Dann die Kritik der neuen Generation. „Aber Sie müssen von Rauch leben, ich meine, so werden wir reduziert? – fügte er hinzu – Die Menschen der Vergangenheit, die leider lebenslang im Gefängnis landeten, aber wer hat über den Rauchblock gesprochen? Das heißt, wenn sie Ihnen eine rauchgefüllte Rede halten mussten, taten sie dies, weil ein Schiff voller Rauch im Anmarsch war. Wenn Sie mit Geschäftsleuten sprechen, lachen sie Ihnen ins Gesicht. Aber was ist das für ein Geschäft? Wir sind zu tief, wir liegen am Boden, Jungs. Wir denken, wir machen Geschäfte, heute sind es andere. Ich sage: Wir waren zuerst da, heute machen es andere, … wir sind die Zigeuner.“
Geschäfte mit Schutzgelderpressung, Online-Gaming und Drogen: «300 Tausend auf einmal»
Und doch ist die Cosa Nostra noch immer in der Lage, Geld zu verdienen: mit organisierter Kriminalität, mit Online-Glücksspielen und mit Drogenhandel. „Hören Sie, das Ding kommt Ende … nächster Woche … und Sie müssen organisieren, wo es hinkommt, und es dann verteilen … in vier, fünf Schlägen, können Sie das Ding nicht unterbringen?“, sagte der Chef von Tommaso Natale, der nicht wusste, dass er abgehört wurde. „Im Handumdrehen…im Handumdrehen! … verdammt, ich sage dir, sobald ich da bin, müssen wir auf die Toilette!», antwortete sein treuester Anhänger. „Dreihunderttausend Euro pro Schuss“, erklärte er und bezifferte dann den Gewinn.

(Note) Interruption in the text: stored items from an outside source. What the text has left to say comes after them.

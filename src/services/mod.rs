//! Services: window resolution, bucketing, layout and I/O

pub mod bucketizer;
pub mod calendar;
pub mod hover;
pub mod layout;
pub mod loader;
pub mod settings;
pub mod window;

pub use bucketizer::GridBucketizer;
pub use calendar::{CalendarView, GridCalendar, GridConfig};
pub use hover::HoverState;
pub use layout::{LayoutEngine, LayoutTuning};
pub use loader::EventLoader;
pub use settings::{Settings, SettingsService};
pub use window::WindowResolver;
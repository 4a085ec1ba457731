//! Hovered cell, owned by the view layer and passed into each layout pass

/// Index of the bucket under the pointer, if any
#[derive(Debug, Clone, Copy, Default, PartialEq, Eq)]
pub struct HoverState {
    index: Option<usize>,
}

impl HoverState {
    pub fn new() -> Self {
        Self::default()
    }

    pub fn index(&self) -> Option<usize> {
        self.index
    }

    /// Pointer entered the cell at `index`
    pub fn enter(&mut self, index: usize) {
        self.index = Some(index);
    }

    /// Pointer left the grid container
    pub fn leave(&mut self) {
        self.index = None;
    }

    /// Inputs changed; a stale index could point at a different day
    pub fn clear_on_change(&mut self) {
        self.leave();
    }

    /// Step the hover by `delta` buckets within `0..len`, starting from the
    /// last bucket when nothing is hovered yet
    pub fn step(&mut self, delta: isize, len: usize) {
        if len == 0 {
            self.index = None;
            return;
        }
        let current = self.index.unwrap_or(len - 1).min(len - 1) as isize;
        let next = (current + delta).clamp(0, len as isize - 1);
        self.index = Some(next as usize);
    }
}
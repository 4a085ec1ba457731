//! Application state and event loop

use std::io;
use std::time::Duration;

use crossterm::event::{
    self, DisableMouseCapture, EnableMouseCapture, Event, KeyCode, KeyEventKind, MouseEventKind,
};
use ratatui::{
    buffer::Buffer,
    layout::{Constraint, Layout, Rect},
    style::Style,
    text::{Line, Span},
    widgets::{Paragraph, Widget},
    DefaultTerminal, Frame,
};

use crate::services::{CalendarView, GridCalendar, GridConfig, HoverState, Settings};
use crate::types::{EventCounts, DAYS_PER_WEEK};

use super::theme::Theme;
use super::widgets::{
    heatmap::{Heatmap, HEATMAP_HEIGHT},
    tooltip::TooltipBox,
};

/// Main application
pub struct App {
    events: EventCounts,
    config: GridConfig,
    unit: String,
    calendar: GridCalendar,
    view: CalendarView,
    hover: HoverState,
    theme: Theme,
    /// Area the heatmap was last drawn into, for mouse hit-testing
    grid_area: Rect,
    should_quit: bool,
}

impl App {
    pub fn new(events: EventCounts, config: GridConfig, settings: Settings, theme: Theme) -> Self {
        let calendar = GridCalendar::new(settings.tuning);
        let view = calendar.compute(&events, &config, None);
        Self {
            events,
            config,
            unit: settings.unit,
            calendar,
            view,
            hover: HoverState::new(),
            theme,
            grid_area: Rect::default(),
            should_quit: false,
        }
    }

    pub fn view(&self) -> &CalendarView {
        &self.view
    }

    pub fn hovered(&self) -> Option<usize> {
        self.hover.index()
    }

    /// Handle keyboard and mouse events
    pub fn handle_event(&mut self, event: Event) {
        let before = self.hover;
        match event {
            Event::Key(key) if key.kind == KeyEventKind::Press => match key.code {
                KeyCode::Char('q') | KeyCode::Char('Q') => {
                    self.should_quit = true;
                }
                KeyCode::Esc => self.hover.leave(),
                KeyCode::Left | KeyCode::Char('h') => self.step(-(DAYS_PER_WEEK as isize)),
                KeyCode::Right | KeyCode::Char('l') => self.step(DAYS_PER_WEEK as isize),
                KeyCode::Up | KeyCode::Char('k') => self.step(-1),
                KeyCode::Down | KeyCode::Char('j') => self.step(1),
                KeyCode::Char('r') => self.refresh(),
                _ => {}
            },
            Event::Mouse(mouse) if mouse.kind == MouseEventKind::Moved => {
                match Heatmap::cell_at(self.grid_area, &self.view, mouse.column, mouse.row) {
                    Some(index) => self.hover.enter(index),
                    None if !contains(self.grid_area, mouse.column, mouse.row) => {
                        self.hover.leave()
                    }
                    // over a gap inside the grid: keep the current cell
                    None => {}
                }
            }
            _ => {}
        }

        if self.hover != before {
            self.calendar
                .relayout(&mut self.view, &self.config, self.hover.index());
        }
    }

    fn step(&mut self, delta: isize) {
        self.hover.step(delta, self.view.buckets.len());
    }

    /// Recompute from scratch; the day under the old index may have moved
    fn refresh(&mut self) {
        self.hover.clear_on_change();
        self.view = self.calendar.compute(&self.events, &self.config, None);
    }

    pub fn should_quit(&self) -> bool {
        self.should_quit
    }

    pub fn draw(&mut self, frame: &mut Frame) {
        let area = frame.area();
        self.grid_area = Self::split(area)[1];
        frame.render_widget(&*self, area);
    }

    /// [title, heatmap, spacer, hints]
    fn split(area: Rect) -> [Rect; 4] {
        Layout::vertical([
            Constraint::Length(2),
            Constraint::Length(HEATMAP_HEIGHT),
            Constraint::Min(0),
            Constraint::Length(1),
        ])
        .areas(area)
    }
}

fn contains(area: Rect, column: u16, row: u16) -> bool {
    column >= area.x && column < area.x + area.width && row >= area.y && row < area.y + area.height
}

impl Widget for &App {
    fn render(self, area: Rect, buf: &mut Buffer) {
        let [title_area, grid_area, _, hint_area] = App::split(area);
        let window = &self.view.window;

        let title = Line::from(vec![
            Span::styled("gridcal ", Style::default().fg(self.theme.accent())),
            Span::styled(
                format!("{} .. {}", window.first_date(), window.reference_date),
                Style::default().fg(self.theme.date()),
            ),
            Span::styled(
                format!("  {} weeks, max {}", window.weeks(), self.view.max_count),
                Style::default().fg(self.theme.muted()),
            ),
        ]);
        Paragraph::new(title).render(title_area, buf);

        Heatmap::new(&self.view, self.calendar.engine(), self.theme)
            .with_hovered(self.hover.index())
            .render(grid_area, buf);

        if let Some(tooltip) = &self.view.geometry.tooltip {
            if let Some(cell) = Heatmap::cell_origin(grid_area, &self.view, tooltip.index) {
                let tip = TooltipBox::new(tooltip, &self.unit, self.theme);
                let tip_area = tip.area_for(cell, area);
                tip.render(tip_area, buf);
            }
        }

        let hints = Line::from(Span::styled(
            "←/→ week  ↑/↓ day  esc clear  r refresh  q quit",
            Style::default().fg(self.theme.muted()),
        ));
        Paragraph::new(hints).render(hint_area, buf);
    }
}

/// Run the TUI application
pub fn run(events: EventCounts, config: GridConfig, settings: Settings) -> anyhow::Result<()> {
    // must happen before raw mode
    let theme = Theme::detect();
    let app = App::new(events, config, settings, theme);

    let mut terminal = ratatui::init();
    crossterm::execute!(io::stdout(), EnableMouseCapture)?;
    let result = run_app(&mut terminal, app);
    if let Err(e) = crossterm::execute!(io::stdout(), DisableMouseCapture) {
        log::warn!("failed to disable mouse capture: {}", e);
    }
    ratatui::restore();
    result
}

fn run_app(terminal: &mut DefaultTerminal, mut app: App) -> anyhow::Result<()> {
    loop {
        terminal.draw(|frame| app.draw(frame))?;

        if app.should_quit() {
            break;
        }

        if event::poll(Duration::from_millis(250))? {
            app.handle_event(event::read()?);
        }
    }
    Ok(())
}
//! Terminal theme detection and color definitions

use ratatui::style::Color;

use crate::types::Shade;

/// Terminal color scheme (dark or light background)
#[derive(Debug, Clone, Copy, PartialEq, Eq, Default)]
pub enum Theme {
    #[default]
    Dark,
    Light,
}

impl Theme {
    /// Auto-detect terminal theme from background luminance.
    /// Must be called **before** entering raw mode (ratatui::init).
    /// Falls back to Dark if detection fails.
    pub fn detect() -> Self {
        match terminal_light::luma() {
            Ok(luma) if luma > 0.6 => Self::Light,
            _ => Self::Dark,
        }
    }

    /// Primary text color (headers, tooltip body)
    pub fn text(self) -> Color {
        match self {
            Self::Dark => Color::White,
            Self::Light => Color::Black,
        }
    }

    /// Hovered cell and tooltip border
    pub fn accent(self) -> Color {
        match self {
            Self::Dark => Color::Cyan,
            Self::Light => Color::Indexed(25), // dark blue (ANSI 256)
        }
    }

    /// Axis labels and key hints
    pub fn muted(self) -> Color {
        match self {
            Self::Dark => Color::DarkGray,
            Self::Light => Color::Gray,
        }
    }

    /// Date text color
    pub fn date(self) -> Color {
        match self {
            Self::Dark => Color::Yellow,
            Self::Light => Color::Indexed(130), // dark orange/yellow (ANSI 256)
        }
    }

    /// Cell fill for a shade. Dark backgrounds invert lightness so empty
    /// days recede and busy days glow.
    pub fn shade_color(self, shade: Shade) -> Color {
        let lightness = match self {
            Self::Dark => 100.0 - shade.lightness,
            Self::Light => shade.lightness,
        };
        let (r, g, b) = hsl_to_rgb(shade.hue, shade.saturation / 100.0, lightness / 100.0);
        Color::Rgb(r, g, b)
    }
}

/// HSL (hue in degrees, saturation/lightness in 0..=1) to 8-bit RGB
pub fn hsl_to_rgb(hue: f64, saturation: f64, lightness: f64) -> (u8, u8, u8) {
    let s = saturation.clamp(0.0, 1.0);
    let l = lightness.clamp(0.0, 1.0);
    let c = (1.0 - (2.0 * l - 1.0).abs()) * s;
    let h = hue.rem_euclid(360.0) / 60.0;
    let x = c * (1.0 - (h % 2.0 - 1.0).abs());
    let (r1, g1, b1) = match h as u32 {
        0 => (c, x, 0.0),
        1 => (x, c, 0.0),
        2 => (0.0, c, x),
        3 => (0.0, x, c),
        4 => (x, 0.0, c),
        _ => (c, 0.0, x),
    };
    let m = l - c / 2.0;
    let to_byte = |v: f64| ((v + m) * 255.0).round().clamp(0.0, 255.0) as u8;
    (to_byte(r1), to_byte(g1), to_byte(b1))
}

#[cfg(test)]
mod tests {
    use super::*;

    #[test]
    fn test_dark_theme_colors() {
        let t = Theme::Dark;
        assert_eq!(t.text(), Color::White);
        assert_eq!(t.accent(), Color::Cyan);
        assert_eq!(t.muted(), Color::DarkGray);
        assert_eq!(t.date(), Color::Yellow);
    }

    #[test]
    fn test_light_theme_colors() {
        let t = Theme::Light;
        assert_eq!(t.text(), Color::Black);
        assert_eq!(t.accent(), Color::Indexed(25));
        assert_eq!(t.muted(), Color::Gray);
        assert_eq!(t.date(), Color::Indexed(130));
    }

    #[test]
    fn test_default_is_dark() {
        assert_eq!(Theme::default(), Theme::Dark);
    }

    // ========== HSL conversion tests ==========

    #[test]
    fn test_hsl_primaries() {
        assert_eq!(hsl_to_rgb(0.0, 1.0, 0.5), (255, 0, 0));
        assert_eq!(hsl_to_rgb(120.0, 1.0, 0.5), (0, 255, 0));
        assert_eq!(hsl_to_rgb(240.0, 1.0, 0.5), (0, 0, 255));
        assert_eq!(hsl_to_rgb(360.0, 1.0, 0.5), (255, 0, 0));
    }

    #[test]
    fn test_hsl_greys() {
        assert_eq!(hsl_to_rgb(50.0, 0.0, 0.0), (0, 0, 0));
        assert_eq!(hsl_to_rgb(50.0, 0.0, 1.0), (255, 255, 255));
        assert_eq!(hsl_to_rgb(50.0, 0.0, 0.92), (235, 235, 235));
    }

    #[test]
    fn test_shade_color_light_vs_dark() {
        let empty = Shade {
            hue: 50.0,
            saturation: 0.0,
            lightness: 92.0,
        };
        assert_eq!(Theme::Light.shade_color(empty), Color::Rgb(235, 235, 235));
        assert_eq!(Theme::Dark.shade_color(empty), Color::Rgb(20, 20, 20));
    }
}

Das Fehlen prominenter Persönlichkeiten versuchen die Mafiabosse, die nostalgisch an die alten Zeiten zurückdenken, durch hochwertige Verbindungen wettzumachen. Wie die, über die ein Mafiaboss informiert wird. „Da ist ein Junge, den Sie nicht kennen“, sagen sie ihm. „Er heißt Guido und ist gut. Im Vergleich zu vor ein paar Jahren ist er dreihundertmal besser, glauben Sie mir. Guido ist schlau.“ Sagen wir mal, dieses Leben liegt ihm im Blut… verstehen Sie, was ich Ihnen sagen will… und ich sage Ihnen, dass er es ernst meint und wir auf eine gemeinsame Zukunft hoffen.“
Und der nächste, der dazugestoßen wäre, wäre Salvatore Scaduto gewesen, Sohn des Lebenslänglichen Giovanni und Neffe von Michele Greco, „dem Papst“.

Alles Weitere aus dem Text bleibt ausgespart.